By the bill filed by appellees and the answer of appellants thereto a ease falling within the general class of cases of which the circuit court of Madison county had jurisdiction was presented to the court for decision. There is no question that the court had jurisdiction of the parties in that case. That court, having jurisdiction of the subject *433matter and the parties in that case, it, therefore, had jurisdiction to enter, and it did enter, a final decree in that case at the October term, 1930. Appellants did not pray an appeal from that decree at the term at which it was entered. Section 92 of the Practice act provides that appeals shall be prayed for and allowed at the term at which the judgment, order or decree is rendered and that the party praying for the appeal shall file bond within such time, not less than twenty days, as shall be limited by the court. The party appealing is neither required nor permitted to wait until the adjournment of the term to pray an appeal or have it allowed. (Bondurant v. Bondurant, 251 Ill. 324.) It is apparent, therefore, that no question is presented by this appeal, which is from the order of May 13, 1931, as to whether the decree of December 30, 1930, is correct or erroneous. It is also clear that the order of May 13, 1931, cannot be held to be a modification of the decree of December 30, 1930, because, after the expiration of the October term, 1930, of the circuit court, that court had no authority or jurisdiction, in a proceeding to punish a party to the decree for contempt of court, to modify the decree. People v. Clark, 268 Ill. 156; Tosetti Brewing Co. v. Koehler, 200 id. 369.

No ground of jurisdiction of this court of this appeal is suggested other than that a freehold is involved, but it is apparent that no such ground for jurisdiction exists.

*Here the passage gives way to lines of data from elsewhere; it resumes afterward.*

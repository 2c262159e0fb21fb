//! Record structure for Glaze.
//!
//! A `Record` is the uniform handle an engine hands out for one stored object.
//! Engines keep their own native representation and decode into records on
//! read; records are never kept beyond the transaction or observation tick
//! that produced them.

use crate::error::{Error, Result};
use crate::schema::EntitySchema;
use crate::types::DataType;
use crate::value::Value;
use std::sync::Arc;

/// Unique identifier for a record within one store.
pub type RecordId = u64;

/// Identifier of the operation context that produced a record.
pub type ContextId = u64;

/// Context id carried by records read outside of any operation.
pub const DETACHED_CONTEXT: ContextId = 0;

/// Identity plus version, used to detect changes between observation ticks.
#[derive(Clone, Copy, Debug, PartialEq, Eq, Hash)]
pub struct RecordKey {
    pub id: RecordId,
    pub version: u64,
}

/// A stored object of one entity type.
#[derive(Clone, Debug)]
pub struct Record {
    schema: Arc<EntitySchema>,
    id: RecordId,
    /// Zero until first commit, then incremented on each committed update.
    version: u64,
    /// Values indexed by field position in the schema.
    values: Vec<Value>,
    context: ContextId,
}

impl Record {
    /// Creates an uncommitted record with every field set to Null.
    pub fn new(schema: Arc<EntitySchema>, id: RecordId) -> Self {
        let values = vec![Value::Null; schema.fields().len()];
        Self {
            schema,
            id,
            version: 0,
            values,
            context: DETACHED_CONTEXT,
        }
    }

    /// Rebuilds a record from decoded engine data.
    ///
    /// Fails with a mapping error if the value count does not match the schema.
    pub fn from_parts(
        schema: Arc<EntitySchema>,
        id: RecordId,
        version: u64,
        values: Vec<Value>,
    ) -> Result<Self> {
        if values.len() != schema.fields().len() {
            return Err(Error::mapping(
                schema.name(),
                "*",
                format!(
                    "expected {} values, found {}",
                    schema.fields().len(),
                    values.len()
                ),
            ));
        }
        Ok(Self {
            schema,
            id,
            version,
            values,
            context: DETACHED_CONTEXT,
        })
    }

    /// Binds this record to an operation context.
    pub fn bind(mut self, context: ContextId) -> Self {
        self.context = context;
        self
    }

    #[inline]
    pub fn id(&self) -> RecordId {
        self.id
    }

    #[inline]
    pub fn version(&self) -> u64 {
        self.version
    }

    #[inline]
    pub fn key(&self) -> RecordKey {
        RecordKey {
            id: self.id,
            version: self.version,
        }
    }

    #[inline]
    pub fn context(&self) -> ContextId {
        self.context
    }

    /// Returns the entity name.
    #[inline]
    pub fn entity(&self) -> &str {
        self.schema.name()
    }

    #[inline]
    pub fn schema(&self) -> &Arc<EntitySchema> {
        &self.schema
    }

    #[inline]
    pub fn values(&self) -> &[Value] {
        &self.values
    }

    /// Returns true once the record has been committed at least once.
    #[inline]
    pub fn is_persisted(&self) -> bool {
        self.version > 0
    }

    /// Gets a value by field name.
    pub fn get(&self, field: &str) -> Option<&Value> {
        self.schema.field_index(field).and_then(|i| self.values.get(i))
    }

    /// Gets a value by field position.
    #[inline]
    pub fn get_at(&self, index: usize) -> Option<&Value> {
        self.values.get(index)
    }

    /// Sets a field value.
    ///
    /// Fails if the field is not declared or the value has the wrong type.
    /// Nullability is enforced by the engine when the record is staged.
    pub fn set(&mut self, field: &str, value: impl Into<Value>) -> Result<()> {
        let value = value.into();
        let index = self
            .schema
            .field_index(field)
            .ok_or_else(|| Error::invalid_field(self.schema.name(), field))?;
        let expected = self.schema.fields()[index].data_type();
        if let Some(got) = value.data_type() {
            if got != expected {
                return Err(Error::type_mismatch(field, expected, got));
            }
        }
        self.values[index] = value;
        Ok(())
    }

    /// Builder-style `set`.
    pub fn with(mut self, field: &str, value: impl Into<Value>) -> Result<Self> {
        self.set(field, value)?;
        Ok(self)
    }

    /// Returns the value of a field that must be present and non-null.
    pub fn require_value(&self, field: &str) -> Result<&Value> {
        match self.get(field) {
            None => Err(Error::mapping(self.entity(), field, "field is not declared")),
            Some(Value::Null) => Err(Error::mapping(self.entity(), field, "required field is null")),
            Some(v) => Ok(v),
        }
    }

    fn typed<'a, T>(
        &'a self,
        field: &str,
        expected: DataType,
        extract: impl Fn(&'a Value) -> Option<T>,
    ) -> Result<Option<T>> {
        let value = self
            .get(field)
            .ok_or_else(|| Error::mapping(self.entity(), field, "field is not declared"))?;
        if value.is_null() {
            return Ok(None);
        }
        extract(value).map(Some).ok_or_else(|| {
            Error::mapping(
                self.entity(),
                field,
                format!("expected {}, found {:?}", expected.name(), value.data_type()),
            )
        })
    }

    fn required<T>(&self, field: &str, found: Option<T>) -> Result<T> {
        found.ok_or_else(|| Error::mapping(self.entity(), field, "required field is null"))
    }

    pub fn optional_str(&self, field: &str) -> Result<Option<&str>> {
        self.typed(field, DataType::String, Value::as_str)
    }

    pub fn optional_i64(&self, field: &str) -> Result<Option<i64>> {
        self.typed(field, DataType::Int64, Value::as_i64)
    }

    pub fn optional_f64(&self, field: &str) -> Result<Option<f64>> {
        self.typed(field, DataType::Float64, Value::as_f64)
    }

    pub fn optional_bool(&self, field: &str) -> Result<Option<bool>> {
        self.typed(field, DataType::Boolean, Value::as_bool)
    }

    pub fn optional_datetime(&self, field: &str) -> Result<Option<i64>> {
        self.typed(field, DataType::DateTime, Value::as_datetime)
    }

    pub fn optional_bytes(&self, field: &str) -> Result<Option<&[u8]>> {
        self.typed(field, DataType::Bytes, Value::as_bytes)
    }

    pub fn require_str(&self, field: &str) -> Result<&str> {
        let found = self.optional_str(field)?;
        self.required(field, found)
    }

    pub fn require_i64(&self, field: &str) -> Result<i64> {
        let found = self.optional_i64(field)?;
        self.required(field, found)
    }

    pub fn require_f64(&self, field: &str) -> Result<f64> {
        let found = self.optional_f64(field)?;
        self.required(field, found)
    }

    pub fn require_bool(&self, field: &str) -> Result<bool> {
        let found = self.optional_bool(field)?;
        self.required(field, found)
    }

    pub fn require_datetime(&self, field: &str) -> Result<i64> {
        let found = self.optional_datetime(field)?;
        self.required(field, found)
    }

    pub fn require_bytes(&self, field: &str) -> Result<&[u8]> {
        let found = self.optional_bytes(field)?;
        self.required(field, found)
    }
}

#[cfg(test)]
mod tests {
    use super::*;

    fn person() -> Arc<EntitySchema> {
        Arc::new(
            EntitySchema::builder("Person")
                .field("name", DataType::String)
                .optional_field("date", DataType::DateTime)
                .build()
                .unwrap(),
        )
    }

    #[test]
    fn test_new_record_is_null_and_unpersisted() {
        let record = Record::new(person(), 3);
        assert_eq!(record.id(), 3);
        assert_eq!(record.version(), 0);
        assert!(!record.is_persisted());
        assert_eq!(record.get("name"), Some(&Value::Null));
        assert_eq!(record.context(), DETACHED_CONTEXT);
    }

    #[test]
    fn test_set_checks_field_and_type() {
        let mut record = Record::new(person(), 1);
        record.set("name", "Alice").unwrap();
        assert_eq!(record.require_str("name").unwrap(), "Alice");

        assert!(matches!(
            record.set("nickname", "Al"),
            Err(Error::InvalidField { .. })
        ));
        assert!(matches!(
            record.set("date", "yesterday"),
            Err(Error::TypeMismatch { .. })
        ));
        record.set("date", Value::Null).unwrap();
    }

    #[test]
    fn test_require_on_null_is_mapping_error() {
        let record = Record::new(person(), 1);
        assert!(matches!(record.require_str("name"), Err(Error::Mapping { .. })));
        assert_eq!(record.optional_datetime("date").unwrap(), None);
    }

    #[test]
    fn test_require_wrong_type_is_mapping_error() {
        let record = Record::new(person(), 1).with("name", "Bob").unwrap();
        let err = record.require_i64("name").unwrap_err();
        assert!(err.to_string().contains("expected int64"));
    }

    #[test]
    fn test_from_parts_checks_arity() {
        let err = Record::from_parts(person(), 1, 1, vec![Value::Null]).unwrap_err();
        assert!(matches!(err, Error::Mapping { .. }));

        let record =
            Record::from_parts(person(), 1, 4, vec!["Ann".into(), Value::DateTime(9)]).unwrap();
        assert_eq!(record.key(), RecordKey { id: 1, version: 4 });
    }

    #[test]
    fn test_bind_sets_context() {
        let record = Record::new(person(), 1).bind(12);
        assert_eq!(record.context(), 12);
    }
}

The appeal is not from the decree of December 30, 1930, but from an order of the court entered at a subsequent term adjudging appellants guilty of contempt for failure to comply with that decree, and this court has no jurisdiction to determine the question presented by that appeal.

The appeal should have been taken to the Appellate Court for the Fourth District, and the cause will be transferred to that court.

, Cause transferred.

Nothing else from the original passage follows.